If a line in the records below holds the word "declared", copy it.
━━ Material for this task
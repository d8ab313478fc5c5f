//! Positional unpacking of an [`ArgumentContext`] into typed kernel calls.
//!
//! A kernel signature is a pair of tuples of graph types, `(I0, .., In)` and
//! `(O0, .., Om)`. [`KernelFn`] is implemented for every callable whose
//! parameter list is the projection of such a pair: inputs first as `&Target`,
//! then outputs as `&mut Target`, both in declared order. A callable with the
//! wrong parameter list does not implement the trait and is rejected at
//! registration.
//!
//! Dispatch is strictly ordered: arity check, input projection, output
//! binding with snapshots, call, output validation. Output slots are borrowed
//! in place and remain bound in the context whether or not dispatch succeeds.

use smallvec::SmallVec;
use snafu::OptionExt;

use crate::arg::ArgKind;
use crate::context::ArgumentContext;
use crate::error::{ArityMismatchSnafu, Direction, Error, IndexOutOfRangeSnafu, Result};
use crate::projection::{InProjection, OutProjection};

/// Tuple of input graph types.
pub trait InputList: 'static {
    const ARITY: usize;

    fn kinds() -> SmallVec<[ArgKind; 8]>;
}

/// Tuple of output graph types.
pub trait OutputList: 'static {
    const ARITY: usize;

    fn kinds() -> SmallVec<[ArgKind; 8]>;
}

/// Value a kernel body returns; `()` for infallible kernels.
pub trait KernelReturn {
    fn into_result(self) -> Result<()>;
}

impl KernelReturn for () {
    fn into_result(self) -> Result<()> {
        Ok(())
    }
}

impl<E: Into<Error>> KernelReturn for std::result::Result<(), E> {
    fn into_result(self) -> Result<()> {
        self.map_err(Into::into)
    }
}

/// Runtime view of a kernel's declared signature.
#[derive(Debug, Clone, PartialEq, Eq)]
pub struct KernelSignature {
    pub inputs: SmallVec<[ArgKind; 8]>,
    pub outputs: SmallVec<[ArgKind; 8]>,
}

impl KernelSignature {
    pub fn of<Ins: InputList, Outs: OutputList>() -> Self {
        Self { inputs: Ins::kinds(), outputs: Outs::kinds() }
    }

    /// Fail with `ArityMismatch` unless `ctx` has exactly the declared shape.
    pub fn check_arity(&self, ctx: &ArgumentContext<'_>) -> Result<()> {
        check_arity(ctx, self.inputs.len(), self.outputs.len())
    }
}

impl std::fmt::Display for KernelSignature {
    fn fmt(&self, f: &mut std::fmt::Formatter<'_>) -> std::fmt::Result {
        let join = |kinds: &[ArgKind]| kinds.iter().map(ArgKind::name).collect::<Vec<_>>().join(", ");
        write!(f, "({}) -> ({})", join(&self.inputs), join(&self.outputs))
    }
}

fn check_arity(ctx: &ArgumentContext<'_>, inputs: usize, outputs: usize) -> Result<()> {
    let (actual_inputs, actual_outputs) = (ctx.input_count(), ctx.output_count());
    snafu::ensure!(
        actual_inputs == inputs && actual_outputs == outputs,
        ArityMismatchSnafu { expected_inputs: inputs, actual_inputs, expected_outputs: outputs, actual_outputs }
    );
    Ok(())
}

fn bound_slot<T>(slot: Option<T>, index: usize, len: usize) -> Result<T> {
    slot.context(IndexOutOfRangeSnafu { direction: Direction::Output, index, len })
}

/// Callable that can be driven from an [`ArgumentContext`] for the signature
/// `Ins -> Outs`.
pub trait KernelFn<Ins, Outs>: Send + Sync + 'static {
    /// Unpack `ctx`, call the kernel and, if `validate` is set, check that no
    /// output buffer was reallocated.
    fn dispatch(&self, ctx: &mut ArgumentContext<'_>, validate: bool) -> Result<()>;
}

macro_rules! impl_list {
    ($($T:ident),*) => {
        impl<$($T: InProjection + 'static),*> InputList for ($($T,)*) {
            const ARITY: usize = <[&str]>::len(&[$(stringify!($T)),*]);

            fn kinds() -> SmallVec<[ArgKind; 8]> {
                smallvec::smallvec![$($T::KIND),*]
            }
        }
    };
}

macro_rules! impl_out_list {
    ($($T:ident),*) => {
        impl<$($T: OutProjection + 'static),*> OutputList for ($($T,)*) {
            const ARITY: usize = <[&str]>::len(&[$(stringify!($T)),*]);

            fn kinds() -> SmallVec<[ArgKind; 8]> {
                smallvec::smallvec![$($T::KIND),*]
            }
        }
    };
}

impl_list!();
impl_list!(I0);
impl_list!(I0, I1);
impl_list!(I0, I1, I2);
impl_list!(I0, I1, I2, I3);
impl_list!(I0, I1, I2, I3, I4);
impl_list!(I0, I1, I2, I3, I4, I5);
impl_list!(I0, I1, I2, I3, I4, I5, I6);
impl_list!(I0, I1, I2, I3, I4, I5, I6, I7);

impl_out_list!();
impl_out_list!(O0);
impl_out_list!(O0, O1);
impl_out_list!(O0, O1, O2);
impl_out_list!(O0, O1, O2, O3);

macro_rules! impl_kernel_fn {
    ([$($I:ident $i:ident $ii:tt),*] [$($O:ident $o:ident $oi:tt),*]) => {
        impl<Func, Ret, $($I,)* $($O,)*> KernelFn<($($I,)*), ($($O,)*)> for Func
        where
            $($I: InProjection + 'static,)*
            $($O: OutProjection + 'static,)*
            Func: Fn($(&<$I as InProjection>::Target,)* $(&mut <$O as OutProjection>::Target,)*) -> Ret
                + Send
                + Sync
                + 'static,
            Ret: KernelReturn,
        {
            #[allow(unused_variables, clippy::unused_unit)]
            fn dispatch(&self, ctx: &mut ArgumentContext<'_>, validate: bool) -> Result<()> {
                check_arity(
                    ctx,
                    <($($I,)*) as InputList>::ARITY,
                    <($($O,)*) as OutputList>::ARITY,
                )?;

                let (inputs, outputs) = ctx.split();
                let bound = outputs.len();
                $(let $i = <$I as InProjection>::project(inputs, $ii)?;)*
                let [$($o),*] = outputs.slots_mut();
                $(let $o = <$O as OutProjection>::bind(bound_slot($o, $oi, bound)?, $oi)?;)*
                let snapshots = ($(<$O as OutProjection>::snapshot(&*$o),)*);

                (self)($($i,)* $(&mut *$o,)*).into_result()?;

                if validate {
                    $(<$O as OutProjection>::validate($oi, &*$o, &snapshots.$oi)?;)*
                }
                Ok(())
            }
        }
    };
}

macro_rules! impl_kernel_fn_outputs {
    ($inputs:tt) => {
        impl_kernel_fn!($inputs []);
        impl_kernel_fn!($inputs [O0 o0 0]);
        impl_kernel_fn!($inputs [O0 o0 0, O1 o1 1]);
        impl_kernel_fn!($inputs [O0 o0 0, O1 o1 1, O2 o2 2]);
        impl_kernel_fn!($inputs [O0 o0 0, O1 o1 1, O2 o2 2, O3 o3 3]);
    };
}

impl_kernel_fn_outputs!([]);
impl_kernel_fn_outputs!([I0 i0 0]);
impl_kernel_fn_outputs!([I0 i0 0, I1 i1 1]);
impl_kernel_fn_outputs!([I0 i0 0, I1 i1 1, I2 i2 2]);
impl_kernel_fn_outputs!([I0 i0 0, I1 i1 1, I2 i2 2, I3 i3 3]);
impl_kernel_fn_outputs!([I0 i0 0, I1 i1 1, I2 i2 2, I3 i3 3, I4 i4 4]);
impl_kernel_fn_outputs!([I0 i0 0, I1 i1 1, I2 i2 2, I3 i3 3, I4 i4 4, I5 i5 5]);
impl_kernel_fn_outputs!([I0 i0 0, I1 i1 1, I2 i2 2, I3 i3 3, I4 i4 4, I5 i5 5, I6 i6 6]);
impl_kernel_fn_outputs!([I0 i0 0, I1 i1 1, I2 i2 2, I3 i3 3, I4 i4 4, I5 i5 5, I6 i6 6, I7 i7 7]);
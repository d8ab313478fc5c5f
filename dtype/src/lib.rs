//! Element data types for host buffers.
//!
//! Every buffer handed to a kernel carries one [`DType`]. The set is closed:
//! only element types with a plain-old-data host representation are listed, so
//! typed buffer views can be produced without copying.

pub mod ext;


pub use ext::HasDType;

/// Buffer element type.
#[derive(Debug, Clone, Copy, PartialEq, Eq, Hash, PartialOrd, Ord)]
#[derive(strum::EnumCount, strum::EnumIter, strum::VariantArray, strum::FromRepr, strum::IntoStaticStr)]
#[strum(serialize_all = "lowercase")]
#[repr(u8)]
pub enum DType {
    Bool = 0,

    Int8 = 1,
    UInt8 = 2,
    Int16 = 3,
    UInt16 = 4,
    Int32 = 5,
    UInt32 = 6,
    Int64 = 7,
    UInt64 = 8,

    Float32 = 9,
    Float64 = 10,
}

impl DType {
    /// Size of one element in bytes.
    pub const fn bytes(&self) -> usize {
        match self {
            Self::Bool | Self::Int8 | Self::UInt8 => 1,
            Self::Int16 | Self::UInt16 => 2,
            Self::Int32 | Self::UInt32 | Self::Float32 => 4,
            Self::Int64 | Self::UInt64 | Self::Float64 => 8,
        }
    }

    pub const fn is_bool(&self) -> bool {
        matches!(self, Self::Bool)
    }

    pub const fn is_signed(&self) -> bool {
        matches!(self, Self::Int8 | Self::Int16 | Self::Int32 | Self::Int64)
    }

    pub const fn is_unsigned(&self) -> bool {
        matches!(self, Self::UInt8 | Self::UInt16 | Self::UInt32 | Self::UInt64)
    }

    pub const fn is_int(&self) -> bool {
        self.is_signed() || self.is_unsigned()
    }

    pub const fn is_float(&self) -> bool {
        matches!(self, Self::Float32 | Self::Float64)
    }

    /// Lowercase name, e.g. `"float32"`.
    pub fn name(&self) -> &'static str {
        self.into()
    }
}

impl std::fmt::Display for DType {
    fn fmt(&self, f: &mut std::fmt::Formatter<'_>) -> std::fmt::Result {
        f.write_str(self.name())
    }
}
━━━━
▶ _Response to the exercise_:
//! then outputs as `&mut Target`, both in declared order. A callable with the
/// Runtime view of a kernel's declared signature.
    /// Fail with `ArityMismatch` unless `ctx` has exactly the declared shape.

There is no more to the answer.